Produce the records below again, word for word, but stop after the line that contains "in the past.".

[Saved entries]
"""
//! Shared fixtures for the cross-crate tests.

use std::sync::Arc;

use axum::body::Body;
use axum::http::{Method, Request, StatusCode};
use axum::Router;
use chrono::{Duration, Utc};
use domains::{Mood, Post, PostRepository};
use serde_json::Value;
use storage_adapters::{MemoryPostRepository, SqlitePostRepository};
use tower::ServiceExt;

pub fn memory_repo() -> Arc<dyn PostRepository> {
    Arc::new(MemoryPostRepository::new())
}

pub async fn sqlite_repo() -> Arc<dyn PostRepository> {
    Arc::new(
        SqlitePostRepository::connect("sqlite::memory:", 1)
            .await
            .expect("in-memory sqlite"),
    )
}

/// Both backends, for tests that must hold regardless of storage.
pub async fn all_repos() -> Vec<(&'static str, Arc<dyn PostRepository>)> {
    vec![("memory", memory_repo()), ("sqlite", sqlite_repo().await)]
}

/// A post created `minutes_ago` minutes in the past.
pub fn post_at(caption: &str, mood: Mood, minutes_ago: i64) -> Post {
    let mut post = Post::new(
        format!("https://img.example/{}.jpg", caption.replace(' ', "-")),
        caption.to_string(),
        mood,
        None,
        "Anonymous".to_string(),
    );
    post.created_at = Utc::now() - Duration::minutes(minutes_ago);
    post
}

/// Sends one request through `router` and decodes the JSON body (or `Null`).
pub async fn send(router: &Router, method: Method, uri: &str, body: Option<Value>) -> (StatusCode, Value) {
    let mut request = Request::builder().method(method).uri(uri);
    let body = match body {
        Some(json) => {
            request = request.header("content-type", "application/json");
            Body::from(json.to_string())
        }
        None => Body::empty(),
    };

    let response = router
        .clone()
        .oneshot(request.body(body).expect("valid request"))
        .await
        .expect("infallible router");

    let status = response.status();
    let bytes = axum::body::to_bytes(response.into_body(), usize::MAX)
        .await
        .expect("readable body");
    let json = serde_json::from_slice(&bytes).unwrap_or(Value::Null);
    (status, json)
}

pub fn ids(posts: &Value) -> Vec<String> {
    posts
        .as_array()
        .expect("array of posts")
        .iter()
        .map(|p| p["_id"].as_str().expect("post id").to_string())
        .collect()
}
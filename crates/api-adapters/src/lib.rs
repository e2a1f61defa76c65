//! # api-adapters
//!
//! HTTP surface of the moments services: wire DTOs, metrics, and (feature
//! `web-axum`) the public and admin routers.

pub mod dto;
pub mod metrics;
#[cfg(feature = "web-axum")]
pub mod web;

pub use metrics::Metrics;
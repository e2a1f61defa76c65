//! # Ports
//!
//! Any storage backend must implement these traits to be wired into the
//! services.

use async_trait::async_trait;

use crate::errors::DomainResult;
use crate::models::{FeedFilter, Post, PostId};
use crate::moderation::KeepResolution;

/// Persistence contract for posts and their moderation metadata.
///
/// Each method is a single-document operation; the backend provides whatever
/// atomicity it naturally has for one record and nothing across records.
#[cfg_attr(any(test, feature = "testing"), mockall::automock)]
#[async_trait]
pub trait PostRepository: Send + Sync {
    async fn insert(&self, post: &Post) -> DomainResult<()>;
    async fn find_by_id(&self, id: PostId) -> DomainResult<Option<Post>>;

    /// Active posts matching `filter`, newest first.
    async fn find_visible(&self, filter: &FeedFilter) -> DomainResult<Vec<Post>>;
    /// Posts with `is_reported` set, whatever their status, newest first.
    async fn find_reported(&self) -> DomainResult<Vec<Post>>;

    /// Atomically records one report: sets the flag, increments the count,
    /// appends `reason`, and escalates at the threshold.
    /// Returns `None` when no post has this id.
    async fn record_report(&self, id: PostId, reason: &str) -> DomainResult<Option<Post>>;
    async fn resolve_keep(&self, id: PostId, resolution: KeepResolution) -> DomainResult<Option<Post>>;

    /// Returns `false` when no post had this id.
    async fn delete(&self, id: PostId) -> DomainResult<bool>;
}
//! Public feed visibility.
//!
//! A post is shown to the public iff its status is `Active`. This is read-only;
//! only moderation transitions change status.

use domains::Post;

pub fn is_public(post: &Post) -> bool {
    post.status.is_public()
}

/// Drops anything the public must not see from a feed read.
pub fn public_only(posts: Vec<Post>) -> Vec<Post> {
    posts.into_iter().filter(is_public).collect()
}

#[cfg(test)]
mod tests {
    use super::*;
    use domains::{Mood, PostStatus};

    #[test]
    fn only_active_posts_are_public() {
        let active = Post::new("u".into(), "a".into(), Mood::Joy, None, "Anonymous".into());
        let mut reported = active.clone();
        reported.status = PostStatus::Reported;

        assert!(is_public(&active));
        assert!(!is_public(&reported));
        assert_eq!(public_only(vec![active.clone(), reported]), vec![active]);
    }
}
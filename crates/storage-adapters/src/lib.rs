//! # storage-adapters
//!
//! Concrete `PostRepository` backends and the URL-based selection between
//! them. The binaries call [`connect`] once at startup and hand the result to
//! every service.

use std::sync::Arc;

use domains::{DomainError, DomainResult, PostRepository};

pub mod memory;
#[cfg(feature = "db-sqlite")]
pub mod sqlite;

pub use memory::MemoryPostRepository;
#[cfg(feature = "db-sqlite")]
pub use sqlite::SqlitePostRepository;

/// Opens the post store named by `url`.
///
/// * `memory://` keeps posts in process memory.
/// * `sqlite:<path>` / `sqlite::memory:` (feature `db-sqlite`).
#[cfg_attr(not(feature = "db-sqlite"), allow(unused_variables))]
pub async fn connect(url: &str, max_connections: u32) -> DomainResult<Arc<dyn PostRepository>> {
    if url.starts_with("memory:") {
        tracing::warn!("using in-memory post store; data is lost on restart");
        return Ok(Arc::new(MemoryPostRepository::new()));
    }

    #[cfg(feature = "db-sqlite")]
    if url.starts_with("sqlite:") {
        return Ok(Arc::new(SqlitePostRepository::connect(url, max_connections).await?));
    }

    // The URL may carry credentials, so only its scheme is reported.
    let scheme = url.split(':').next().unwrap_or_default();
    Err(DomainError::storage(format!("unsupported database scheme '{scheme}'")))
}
"""
**Solution for this task**.
//! Shared fixtures for the cross-crate tests.

use std::sync::Arc;

use axum::body::Body;
use axum::http::{Method, Request, StatusCode};
use axum::Router;
use chrono::{Duration, Utc};
use domains::{Mood, Post, PostRepository};
use serde_json::Value;
use storage_adapters::{MemoryPostRepository, SqlitePostRepository};
use tower::ServiceExt;

pub fn memory_repo() -> Arc<dyn PostRepository> {
    Arc::new(MemoryPostRepository::new())
}

pub async fn sqlite_repo() -> Arc<dyn PostRepository> {
    Arc::new(
        SqlitePostRepository::connect("sqlite::memory:", 1)
            .await
            .expect("in-memory sqlite"),
    )
}

/// Both backends, for tests that must hold regardless of storage.
pub async fn all_repos() -> Vec<(&'static str, Arc<dyn PostRepository>)> {
    vec![("memory", memory_repo()), ("sqlite", sqlite_repo().await)]
}

/// A post created `minutes_ago` minutes in the past.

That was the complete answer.